“Harnessing collective intelligence…?” This concept was firstly defined by Tim O’Reilly while doing a conference for defining Web 2.0. This revolves around the user’s participation as well as network effect. It means that the users collaborate within the website for providing useful data, for them & for the other users of site. As more users participate in collating, better quality of information will be gathered by the website. Web 2.0 has become a norm in the modern Internet. Wikipedia, Facebook, Twitter and Flickr, each utilizes collective intelligence for creating content.
The Sina Weibo is a Chinese microblogging website. Weibo is best described as a hybrid of Facebook, Twitter and even WordPress, and it is one of the most popular websites in China, it has more than 30% of Chinese Internet users. Weibo was launched by the SINA Corporation on 14 August 2009, and has since grown to a population of 368 million registered users as of mid 2012. About 100 million messages are posted each day on Sina Weibo.

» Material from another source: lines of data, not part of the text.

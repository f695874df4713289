//! `reqwest`-backed [`Transport`].

use crate::transport::{Transport, TransportError, TransportResponse};
use async_trait::async_trait;
use reqwest::Client;
use reqwest::header::ACCEPT;
use std::time::Duration;
use url::Url;

#[derive(Clone)]
pub struct HttpTransport {
    http_client: Client,
}

impl HttpTransport {
    pub const fn new(http_client: Client) -> Self {
        Self { http_client }
    }

    /// Build a transport with an optional whole-request timeout.
    ///
    /// `None` means no client-side timeout at all.
    pub fn with_timeout(timeout: Option<Duration>) -> Result<Self, TransportError> {
        let mut builder = Client::builder().user_agent(concat!(
            env!("CARGO_PKG_NAME"),
            "/",
            env!("CARGO_PKG_VERSION")
        ));
        if let Some(timeout) = timeout {
            builder = builder.timeout(timeout);
        }
        Ok(Self::new(builder.build()?))
    }
}

#[async_trait]
impl Transport for HttpTransport {
    async fn get(&self, url: &Url) -> Result<TransportResponse, TransportError> {
        let response = self
            .http_client
            .get(url.clone())
            .header(ACCEPT, "application/json")
            .send()
            .await
            .map_err(|err| {
                if err.is_connect() {
                    TransportError::Unreachable(err.to_string())
                } else {
                    TransportError::Http(err)
                }
            })?;

        let status = response.status().as_u16();
        let body = response.text().await?;
        Ok(TransportResponse { status, body })
    }
}

#[cfg(test)]
mod tests {
    use super::*;

    #[tokio::test]
    async fn refused_connection_is_unreachable() {
        // Bind then drop to get a local port nothing listens on.
        let port = std::net::TcpListener::bind("127.0.0.1:0")
            .unwrap()
            .local_addr()
            .unwrap()
            .port();
        let url = Url::parse(&format!("http://127.0.0.1:{port}/api/collections")).unwrap();
        let client = Client::builder()
            .no_proxy()
            .timeout(Duration::from_secs(5))
            .build()
            .unwrap();
        let transport = HttpTransport::new(client);

        let err = transport.get(&url).await.unwrap_err();

        assert!(matches!(err, TransportError::Unreachable(_)), "{err:?}");
    }
}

Weibo is commonly misunderstood by many businesses as a single platform. The term “weibo” (微博) means “microblog” in Chinese. The cause of this misunderstanding is due to the fact that the “weibo.com” domain name is being owned by Sina, the largest weibo platform. However, there are other large platforms in China such as, Tencent, Sohu and NetEase each have more than 50 million registered users.
To compare Sina Weibo against the O’Reilly’s Harnessing Collective Intelligence pattem:
1. Reward the user first: The application allow user to get the information that they needed. It is very easy for the user to gain access to his or her own blog, as well as blog posts and
comments of other users. Users have free access to almost all of the contents in Weibo.
2. Set network effects by default: As a microblog website, Weibo users built up the website by posting about everything from their daily lives to specific thoughts about products, restaurants, etc. User participation indirectly from self-interests succeed in generating more network traffic.
3. Involve user, explicitly and implicitly: applications should create value from both explicit and implicit participation. Explicitly, Weibo involves users by allowing them to create contents through writing blog and commenting on posts of other users.
4. Provide a meaningful context for creation: In this case, it is very difficult to provide a subject matter when users are allowed to post almost everything on their blog. Information can be everywhere in the application.
5. Trust your users: There are a lot of people constantly following Weibo, and with the huge population in China, users could be judge instantaneously and other users will make comments telling if the information is false or out-dated. So most of the user does trust on other users.
6. Design software so that it improves as more people use it: As more users start using Weibo, it has implemented an English interface to facilitate English speaking users in navigating through the website.
7. Facilitate emergence: This is where innovation comes in handy, as Weibo are making their website more flexible to use and continuously adding new games and feature to the website.